(Beginning of DATA PROVIDED)

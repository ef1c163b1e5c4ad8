//! 256-bit token identifier handling.
//!
//! ERC-721 token identifiers are 256-bit unsigned integers, wider than a
//! single 251-bit field element can carry with fixed bit-level guarantees.
//! They cross the call boundary as a low/high pair of 128-bit halves.

use std::str::FromStr;

use alloy_primitives::U256;
use starknet::core::types::Felt;

use crate::error::{Erc721Error, Result};

/// The low/high halves of a 256-bit token identifier.
///
/// Invariant: `value == low + high * 2^128`, with each half below 2^128.
#[derive(Debug, Clone, Copy, PartialEq, Eq)]
pub struct Uint256Parts {
    pub low: Felt,
    pub high: Felt,
}

impl Uint256Parts {
    /// Returns the pair in the `[low, high]` order contract entrypoints
    /// expect.
    pub fn to_calldata(self) -> [Felt; 2] {
        [self.low, self.high]
    }
}

/// Splits a 256-bit token identifier into its 128-bit halves.
///
/// `low = value mod 2^128`, `high = value div 2^128`. Infallible: every
/// `U256` is in range by construction, and both halves fit a field element.
pub fn split_token_id(value: U256) -> Uint256Parts {
    let limbs = value.as_limbs();
    let low = (limbs[1] as u128) << 64 | limbs[0] as u128;
    let high = (limbs[3] as u128) << 64 | limbs[2] as u128;
    Uint256Parts {
        low: Felt::from(low),
        high: Felt::from(high),
    }
}

/// Parses a token identifier from decimal or `0x`-prefixed hex text.
///
/// # Errors
///
/// Returns [`Erc721Error::TokenIdOutOfRange`] for anything outside
/// `[0, 2^256)` — negative values, values of 2^256 or more, or text that is
/// not a number at all.
pub fn parse_token_id(text: &str) -> Result<U256> {
    U256::from_str(text).map_err(|e| Erc721Error::TokenIdOutOfRange {
        reason: format!("{text:?}: {e}"),
    })
}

(End of DATA PROVIDED)

◆ **TASK PROMPT**:
Repeat each entry above, matching every line exactly.

◆ **RESPONSE TO THIS TASK**:
repository ef1c163b1e5c4ad8
//! 256-bit token identifier handling.
//!
//! ERC-721 token identifiers are 256-bit unsigned integers, wider than a
//! single 251-bit field element can carry with fixed bit-level guarantees.
//! They cross the call boundary as a low/high pair of 128-bit halves.

use std::str::FromStr;

use alloy_primitives::U256;
use starknet::core::types::Felt;

use crate::error::{Erc721Error, Result};

/// The low/high halves of a 256-bit token identifier.
///
/// Invariant: `value == low + high * 2^128`, with each half below 2^128.
#[derive(Debug, Clone, Copy, PartialEq, Eq)]
pub struct Uint256Parts {
    pub low: Felt,
    pub high: Felt,
}

impl Uint256Parts {
    /// Returns the pair in the `[low, high]` order contract entrypoints
    /// expect.
    pub fn to_calldata(self) -> [Felt; 2] {
        [self.low, self.high]
    }
}

/// Splits a 256-bit token identifier into its 128-bit halves.
///
/// `low = value mod 2^128`, `high = value div 2^128`. Infallible: every
/// `U256` is in range by construction, and both halves fit a field element.
pub fn split_token_id(value: U256) -> Uint256Parts {
    let limbs = value.as_limbs();
    let low = (limbs[1] as u128) << 64 | limbs[0] as u128;
    let high = (limbs[3] as u128) << 64 | limbs[2] as u128;
    Uint256Parts {
        low: Felt::from(low),
        high: Felt::from(high),
    }
}

/// Parses a token identifier from decimal or `0x`-prefixed hex text.
///
/// # Errors
///
/// Returns [`Erc721Error::TokenIdOutOfRange`] for anything outside
/// `[0, 2^256)` — negative values, values of 2^256 or more, or text that is
/// not a number at all.
pub fn parse_token_id(text: &str) -> Result<U256> {
    U256::from_str(text).map_err(|e| Erc721Error::TokenIdOutOfRange {
        reason: format!("{text:?}: {e}"),
    })
}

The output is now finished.